There are some people who would expect politicians - and to an extent business leaders - to be open about their health because so much is riding on their ability to work. But like anybody else, most public figures have a desire to keep some things private.
Mowlam's cancer became part of the story of the ultimately successful negotiations over the peace process in Northern Ireland. "Mo used it as a political tool. When giving interviews she would take her wig off to shock people and to encourage sympathy," Langdon says.
Bertinotti told Le Monde that politics had also helped her to remain strong. "I had to take care of myself twice as much. I got up one hour earlier every day to get dolled up. The worse it gets, the more make-up you put on."
After 40 years as a political correspondent at Westminster, Langdon says she has seen how politicians don't want to appear vulnerable.
But being a public figure or not, it all comes down to the same fear of people feeling sorry for you.

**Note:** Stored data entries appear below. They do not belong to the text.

use std::collections::BTreeMap;
use std::fmt::Display;
use std::path::{Path, PathBuf};

use serde::{Deserialize, Serialize};

/// The correct choice for every question of one answer block. Questions and
/// choices are both zero-based; questions run contiguously from 0.
#[derive(Debug, Clone, PartialEq, Eq, Serialize, Deserialize)]
#[serde(try_from = "BTreeMap<usize, usize>", into = "BTreeMap<usize, usize>")]
pub struct AnswerKey {
    choices: Vec<usize>,
}

impl AnswerKey {
    pub fn new(choices: Vec<usize>) -> Self {
        Self { choices }
    }

    pub fn len(&self) -> usize {
        self.choices.len()
    }

    pub fn is_empty(&self) -> bool {
        self.choices.is_empty()
    }

    pub fn correct_choice(&self, question: usize) -> Option<usize> {
        self.choices.get(question).copied()
    }

    /// Number of bubbles a block graded with this key must contain.
    pub fn expected_bubbles(&self, alternatives: usize) -> usize {
        self.choices.len() * alternatives
    }

    /// Checks every choice names one of `alternatives` bubbles.
    pub fn validate(&self, alternatives: usize) -> Result<(), AnswerKeyError> {
        match self
            .choices
            .iter()
            .enumerate()
            .find(|(_, choice)| **choice >= alternatives)
        {
            Some((question, choice)) => Err(AnswerKeyError::ChoiceOutOfRange {
                question,
                choice: *choice,
                alternatives,
            }),
            None => Ok(()),
        }
    }
}

impl TryFrom<BTreeMap<usize, usize>> for AnswerKey {
    type Error = AnswerKeyError;

    fn try_from(map: BTreeMap<usize, usize>) -> Result<Self, Self::Error> {
        let mut choices = Vec::with_capacity(map.len());
        for (expected, (question, choice)) in map.into_iter().enumerate() {
            if question != expected {
                return Err(AnswerKeyError::MissingQuestion(expected));
            }
            choices.push(choice);
        }
        Ok(Self { choices })
    }
}

impl From<AnswerKey> for BTreeMap<usize, usize> {
    fn from(key: AnswerKey) -> Self {
        key.choices.into_iter().enumerate().collect()
    }
}

#[derive(Debug)]
pub enum AnswerKeyError {
    Io(PathBuf, std::io::Error),
    Parse(serde_json::Error),
    MissingQuestion(usize),
    ChoiceOutOfRange {
        question: usize,
        choice: usize,
        alternatives: usize,
    },
}

impl Display for AnswerKeyError {
    fn fmt(&self, f: &mut std::fmt::Formatter<'_>) -> std::fmt::Result {
        match self {
            AnswerKeyError::Io(path, e) => write!(f, "unable to read {}: {}", path.display(), e),
            AnswerKeyError::Parse(e) => write!(f, "invalid answer keys: {}", e),
            AnswerKeyError::MissingQuestion(question) => {
                write!(f, "answer key has no entry for question {}", question)
            }
            AnswerKeyError::ChoiceOutOfRange {
                question,
                choice,
                alternatives,
            } => write!(
                f,
                "question {} expects choice {} but only {} alternatives exist",
                question, choice, alternatives
            ),
        }
    }
}

/// Parses a JSON array of answer keys, one per block in left-to-right order.
pub fn parse_answer_keys(json: &str) -> Result<Vec<AnswerKey>, AnswerKeyError> {
    serde_json::from_str(json).map_err(AnswerKeyError::Parse)
}

pub fn load_answer_keys(path: &Path) -> Result<Vec<AnswerKey>, AnswerKeyError> {
    let json =
        std::fs::read_to_string(path).map_err(|e| AnswerKeyError::Io(path.to_path_buf(), e))?;
    parse_answer_keys(&json)
}
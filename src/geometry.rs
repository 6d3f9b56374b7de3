use imageproc::geometry::{approximate_polygon_dp, arc_length};
use imageproc::point::Point;
use imageproc::rect::Rect;

/// Fraction of a contour's perimeter used as the polygon approximation
/// tolerance when testing for quadrilaterals.
pub const QUAD_APPROXIMATION_TOLERANCE: f64 = 0.02;

pub fn distance_from_point_to_point(p1: &Point<f32>, p2: &Point<f32>) -> f32 {
    ((p1.x - p2.x).powf(2.0) + (p1.y - p2.y).powf(2.0)).sqrt()
}

pub fn center_of_rect(rect: &Rect) -> Point<f32> {
    Point::new(
        rect.left() as f32 + rect.width() as f32 / 2.0,
        rect.top() as f32 + rect.height() as f32 / 2.0,
    )
}

/// Gets the smallest axis-aligned rect containing every point, counting
/// pixels inclusively.
pub fn get_contour_bounding_rect(points: &[Point<i32>]) -> Option<Rect> {
    let first = points.first()?;
    let (mut min_x, mut min_y, mut max_x, mut max_y) = (first.x, first.y, first.x, first.y);
    for point in points {
        min_x = min_x.min(point.x);
        min_y = min_y.min(point.y);
        max_x = max_x.max(point.x);
        max_y = max_y.max(point.y);
    }
    Some(Rect::at(min_x, min_y).of_size((max_x - min_x + 1) as u32, (max_y - min_y + 1) as u32))
}

/// Smallest rect containing both rects.
pub fn union_of_rects(a: &Rect, b: &Rect) -> Rect {
    let left = a.left().min(b.left());
    let top = a.top().min(b.top());
    let right = a.right().max(b.right());
    let bottom = a.bottom().max(b.bottom());
    Rect::at(left, top).of_size((right - left + 1) as u32, (bottom - top + 1) as u32)
}

/// Area of a simple polygon using the shoelace formula. The polygon is
/// treated as closed; the first point need not be repeated.
pub fn polygon_area(points: &[Point<i32>]) -> f32 {
    if points.len() < 3 {
        return 0.0;
    }
    let twice_area = points
        .iter()
        .zip(points.iter().cycle().skip(1))
        .map(|(a, b)| a.x as i64 * b.y as i64 - b.x as i64 * a.y as i64)
        .sum::<i64>();
    twice_area.abs() as f32 / 2.0
}

/// Approximates a closed contour with a polygon and collapses vertices that
/// lie within `epsilon` of their predecessor, including the wrap-around
/// from the last vertex back to the first. Vertices within `epsilon` of the
/// segment joining their neighbours are then dropped, so the result does not
/// depend on where the contour trace started.
pub fn simplify_closed_polygon(points: &[Point<i32>], epsilon: f64) -> Vec<Point<i32>> {
    if points.len() < 3 || epsilon <= 0.0 {
        return points.to_vec();
    }

    let approx = approximate_polygon_dp(points, epsilon, true);
    let mut simplified: Vec<Point<i32>> = Vec::with_capacity(approx.len());
    for point in approx {
        let is_close = simplified
            .last()
            .map_or(false, |last| point_distance(last, &point) <= epsilon);
        if !is_close {
            simplified.push(point);
        }
    }

    while simplified.len() > 1 {
        let first = simplified[0];
        let last = simplified[simplified.len() - 1];
        if point_distance(&first, &last) <= epsilon {
            simplified.pop();
        } else {
            break;
        }
    }

    drop_collinear_vertices(&mut simplified, epsilon);
    simplified
}

/// Repeatedly removes the vertex closest to the segment joining its
/// neighbours while that distance is within `epsilon`.
fn drop_collinear_vertices(polygon: &mut Vec<Point<i32>>, epsilon: f64) {
    while polygon.len() > 3 {
        let n = polygon.len();
        let flattest = (0..n)
            .map(|i| {
                let prev = &polygon[(i + n - 1) % n];
                let next = &polygon[(i + 1) % n];
                (i, distance_to_segment(&polygon[i], prev, next))
            })
            .min_by(|a, b| a.1.total_cmp(&b.1));

        match flattest {
            Some((i, distance)) if distance <= epsilon => {
                polygon.remove(i);
            }
            _ => break,
        }
    }
}

/// Returns the four vertices of the contour if it approximates a
/// quadrilateral.
pub fn approximate_quadrilateral(points: &[Point<i32>]) -> Option<[Point<i32>; 4]> {
    if points.len() < 4 {
        return None;
    }
    let perimeter = arc_length(points, true);
    let polygon = simplify_closed_polygon(points, QUAD_APPROXIMATION_TOLERANCE * perimeter);
    match polygon.as_slice() {
        [a, b, c, d] => Some([*a, *b, *c, *d]),
        _ => None,
    }
}

/// Orders quadrilateral corners as top-left, top-right, bottom-right,
/// bottom-left.
pub fn order_corners(corners: &[Point<i32>; 4]) -> [Point<f32>; 4] {
    let as_f32 = |p: &Point<i32>| Point::new(p.x as f32, p.y as f32);
    let by_key = |key: fn(&Point<i32>) -> i32, largest: bool| {
        let iter = corners.iter();
        let chosen = if largest {
            iter.max_by_key(|p| key(p))
        } else {
            iter.min_by_key(|p| key(p))
        };
        chosen.map(as_f32).unwrap_or_else(|| as_f32(&corners[0]))
    };

    let top_left = by_key(|p| p.x + p.y, false);
    let bottom_right = by_key(|p| p.x + p.y, true);
    let top_right = by_key(|p| p.y - p.x, false);
    let bottom_left = by_key(|p| p.y - p.x, true);
    [top_left, top_right, bottom_right, bottom_left]
}

fn point_distance(a: &Point<i32>, b: &Point<i32>) -> f64 {
    let dx = (a.x - b.x) as f64;
    let dy = (a.y - b.y) as f64;
    (dx * dx + dy * dy).sqrt()
}

fn distance_to_segment(p: &Point<i32>, a: &Point<i32>, b: &Point<i32>) -> f64 {
    let (abx, aby) = ((b.x - a.x) as f64, (b.y - a.y) as f64);
    let (apx, apy) = ((p.x - a.x) as f64, (p.y - a.y) as f64);
    let length_squared = abx * abx + aby * aby;
    if length_squared == 0.0 {
        return point_distance(p, a);
    }
    let t = ((apx * abx + apy * aby) / length_squared).clamp(0.0, 1.0);
    let (dx, dy) = (apx - t * abx, apy - t * aby);
    (dx * dx + dy * dy).sqrt()
}

/// Determines whether two rects are close enough in position and size to be
/// the same physical rectangle.
fn rects_are_similar(a: &Rect, b: &Rect, eps: f32) -> bool {
    let delta = eps * (a.width().min(b.width()) + a.height().min(b.height())) as f32 * 0.5;
    let close = |p: i32, q: i32| ((p - q).abs() as f32) <= delta;
    close(a.left(), b.left())
        && close(a.top(), b.top())
        && close(a.left() + a.width() as i32, b.left() + b.width() as i32)
        && close(a.top() + a.height() as i32, b.top() + b.height() as i32)
}

fn find_root(parents: &mut [usize], mut i: usize) -> usize {
    while parents[i] != i {
        parents[i] = parents[parents[i]];
        i = parents[i];
    }
    i
}

/// Clusters near-duplicate rects and replaces each cluster with its mean.
///
/// Clusters with `group_threshold` or fewer members are discarded, and a
/// cluster lying inside a heavier one is dropped. A non-positive
/// `group_threshold` returns the input unchanged.
pub fn group_rectangles(rects: &[Rect], group_threshold: i32, eps: f32) -> Vec<Rect> {
    if group_threshold <= 0 || rects.is_empty() {
        return rects.to_vec();
    }

    let mut parents = (0..rects.len()).collect::<Vec<usize>>();
    for i in 0..rects.len() {
        for j in (i + 1)..rects.len() {
            if rects_are_similar(&rects[i], &rects[j], eps) {
                let root_i = find_root(&mut parents, i);
                let root_j = find_root(&mut parents, j);
                if root_i != root_j {
                    parents[root_j] = root_i;
                }
            }
        }
    }

    // (sum of left, top, width, height, member count) per cluster, in order
    // of first appearance
    let mut clusters: Vec<(usize, [i64; 4], i32)> = Vec::new();
    for (i, rect) in rects.iter().enumerate() {
        let root = find_root(&mut parents, i);
        let sums = [
            rect.left() as i64,
            rect.top() as i64,
            rect.width() as i64,
            rect.height() as i64,
        ];
        match clusters.iter_mut().find(|(r, _, _)| *r == root) {
            Some((_, totals, count)) => {
                for (total, value) in totals.iter_mut().zip(sums) {
                    *total += value;
                }
                *count += 1;
            }
            None => clusters.push((root, sums, 1)),
        }
    }

    let averaged = clusters
        .iter()
        .map(|(_, totals, count)| {
            let mean = |total: i64| (total as f64 / *count as f64).round() as i64;
            let rect = Rect::at(mean(totals[0]) as i32, mean(totals[1]) as i32)
                .of_size(mean(totals[2]).max(1) as u32, mean(totals[3]).max(1) as u32);
            (rect, *count)
        })
        .collect::<Vec<(Rect, i32)>>();

    averaged
        .iter()
        .enumerate()
        .filter(|(i, (rect, count))| {
            if *count <= group_threshold {
                return false;
            }
            !averaged.iter().enumerate().any(|(j, (other, other_count))| {
                if *i == j || *other_count <= group_threshold {
                    return false;
                }
                let dx = (other.width() as f32 * eps).round() as i32;
                let dy = (other.height() as f32 * eps).round() as i32;
                let inside = rect.left() >= other.left() - dx
                    && rect.top() >= other.top() - dy
                    && rect.left() + rect.width() as i32
                        <= other.left() + other.width() as i32 + dx
                    && rect.top() + rect.height() as i32
                        <= other.top() + other.height() as i32 + dy;
                inside && (*other_count > (*count).max(3) || *count < 3)
            })
        })
        .map(|(_, (rect, _))| *rect)
        .collect()
}
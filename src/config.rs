use std::fmt::Display;
use std::path::{Path, PathBuf};

use serde::{Deserialize, Serialize};

/// Everything that tunes a grading run. Every field has a default so that a
/// partial JSON file only needs to name what it changes.
#[derive(Debug, Clone, PartialEq, Serialize, Deserialize)]
#[serde(rename_all = "camelCase", default)]
pub struct GradingConfig {
    /// Number of answer blocks the sheet layout contains.
    pub expected_blocks: usize,
    /// Number of choices per question.
    pub alternatives: usize,
    pub sheet: SheetConfig,
    /// Tried in order until one finds at least one answer block.
    pub detection_presets: Vec<DetectionPreset>,
    pub bubbles: BubbleConfig,
    pub marks: MarkThresholds,
    /// Write annotated images next to path inputs.
    pub debug: bool,
}

impl Default for GradingConfig {
    fn default() -> Self {
        Self {
            expected_blocks: 2,
            alternatives: 4,
            sheet: SheetConfig::default(),
            detection_presets: default_detection_presets(),
            bubbles: BubbleConfig::default(),
            marks: MarkThresholds::default(),
            debug: false,
        }
    }
}

#[derive(Debug, Clone, Copy, PartialEq, Serialize, Deserialize)]
#[serde(rename_all = "camelCase", default)]
pub struct SheetConfig {
    /// Height the sheet is resized to before any analysis.
    pub working_height: u32,
    /// Fraction of the frame a quadrilateral must cover to be taken as the
    /// sheet outline.
    pub min_sheet_area_ratio: f32,
    pub canny_low: f32,
    pub canny_high: f32,
}

impl Default for SheetConfig {
    fn default() -> Self {
        Self {
            working_height: 1000,
            min_sheet_area_ratio: 0.5,
            canny_low: 75.0,
            canny_high: 200.0,
        }
    }
}

/// How a grayscale image is split into ink and paper.
#[derive(Debug, Clone, Copy, PartialEq, Serialize, Deserialize)]
#[serde(rename_all = "camelCase", tag = "method")]
pub enum ThresholdMethod {
    /// Compare each pixel with its Gaussian-weighted neighborhood.
    #[serde(rename_all = "camelCase", rename = "adaptive")]
    Adaptive {
        blur_kernel: u32,
        block_size: u32,
        offset: i32,
    },

    /// A single global level chosen by Otsu's method.
    #[serde(rename_all = "camelCase", rename = "otsu")]
    Otsu { blur_kernel: u32 },
}

/// One attempt at finding answer blocks on the sheet.
#[derive(Debug, Clone, Copy, PartialEq, Serialize, Deserialize)]
#[serde(rename_all = "camelCase")]
pub struct DetectionPreset {
    pub threshold: ThresholdMethod,
    pub close_kernel: u32,
    pub min_size: u32,
    pub max_size: u32,
    pub group_threshold: i32,
    pub group_eps: f32,
}

impl DetectionPreset {
    pub fn adaptive(blur_kernel: u32, block_size: u32, offset: i32, close_kernel: u32, min_size: u32) -> Self {
        Self {
            threshold: ThresholdMethod::Adaptive {
                blur_kernel,
                block_size,
                offset,
            },
            close_kernel,
            min_size,
            max_size: 800,
            group_threshold: 1,
            group_eps: 0.2,
        }
    }

    pub fn otsu(blur_kernel: u32, close_kernel: u32, min_size: u32) -> Self {
        Self {
            threshold: ThresholdMethod::Otsu { blur_kernel },
            close_kernel,
            min_size,
            max_size: 800,
            group_threshold: 1,
            group_eps: 0.2,
        }
    }
}

pub fn default_detection_presets() -> Vec<DetectionPreset> {
    vec![
        DetectionPreset::adaptive(3, 5, 3, 4, 100),
        DetectionPreset::adaptive(3, 5, 3, 4, 50),
        DetectionPreset::adaptive(5, 11, 5, 5, 50),
        DetectionPreset::otsu(5, 5, 50),
    ]
}

/// Parameters for finding bubbles inside one answer block.
#[derive(Debug, Clone, Copy, PartialEq, Serialize, Deserialize)]
#[serde(rename_all = "camelCase", default)]
pub struct BubbleConfig {
    pub working_width: u32,
    pub working_height: u32,
    pub blur_kernel: u32,
    pub block_size: u32,
    pub offset: i32,
    pub close_kernel: u32,
    pub min_width: u32,
    pub min_height: u32,
    pub min_aspect: f32,
    pub max_aspect: f32,
    /// Fragments whose centers are closer than this are one bubble.
    pub proximity: f32,
}

impl Default for BubbleConfig {
    fn default() -> Self {
        Self {
            working_width: 400,
            working_height: 800,
            blur_kernel: 5,
            block_size: 11,
            offset: 5,
            close_kernel: 9,
            min_width: 25,
            min_height: 25,
            min_aspect: 0.8,
            max_aspect: 1.5,
            proximity: 20.0,
        }
    }
}

impl BubbleConfig {
    pub fn threshold(&self) -> ThresholdMethod {
        ThresholdMethod::Adaptive {
            blur_kernel: self.blur_kernel,
            block_size: self.block_size,
            offset: self.offset,
        }
    }
}

/// Confidence rule for deciding which bubble of a question is marked.
#[derive(Debug, Clone, Copy, PartialEq, Serialize, Deserialize)]
#[serde(rename_all = "camelCase", default)]
pub struct MarkThresholds {
    /// The darkest bubble must be filled more than this.
    pub min_fill: f32,
    /// The darkest bubble must beat the runner-up by more than this fraction
    /// of its own fill.
    pub min_diff: f32,
}

impl Default for MarkThresholds {
    fn default() -> Self {
        Self {
            min_fill: 0.3,
            min_diff: 0.3,
        }
    }
}

#[derive(Debug)]
pub enum ConfigError {
    Io(PathBuf, std::io::Error),
    Parse(PathBuf, serde_json::Error),
}

impl Display for ConfigError {
    fn fmt(&self, f: &mut std::fmt::Formatter<'_>) -> std::fmt::Result {
        match self {
            ConfigError::Io(path, e) => write!(f, "unable to read {}: {}", path.display(), e),
            ConfigError::Parse(path, e) => write!(f, "invalid config {}: {}", path.display(), e),
        }
    }
}

pub fn load_config(path: &Path) -> Result<GradingConfig, ConfigError> {
    let json = std::fs::read_to_string(path).map_err(|e| ConfigError::Io(path.to_path_buf(), e))?;
    serde_json::from_str(&json).map_err(|e| ConfigError::Parse(path.to_path_buf(), e))
}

"I have had cancer myself, and I didn't want to tell too many people because I did not want pity," Langdon says. Although cancer can now be treated, the word itself is still redolent of death and misery, she says.
So why has Bertinotti decided to talk after eight months of almost absolute silence?
"To help change the social attitudes towards this disease which is terribly distressing. To show that you can have cancer and still continue to work. So that employers understand that long sick leaves are not necessarily the best solution. So that there is less fear and more understanding," she said.
"Choosing to remain silent is a private matter. As a minister, my only question was to find out if I was able to fulfil my mission. And I have."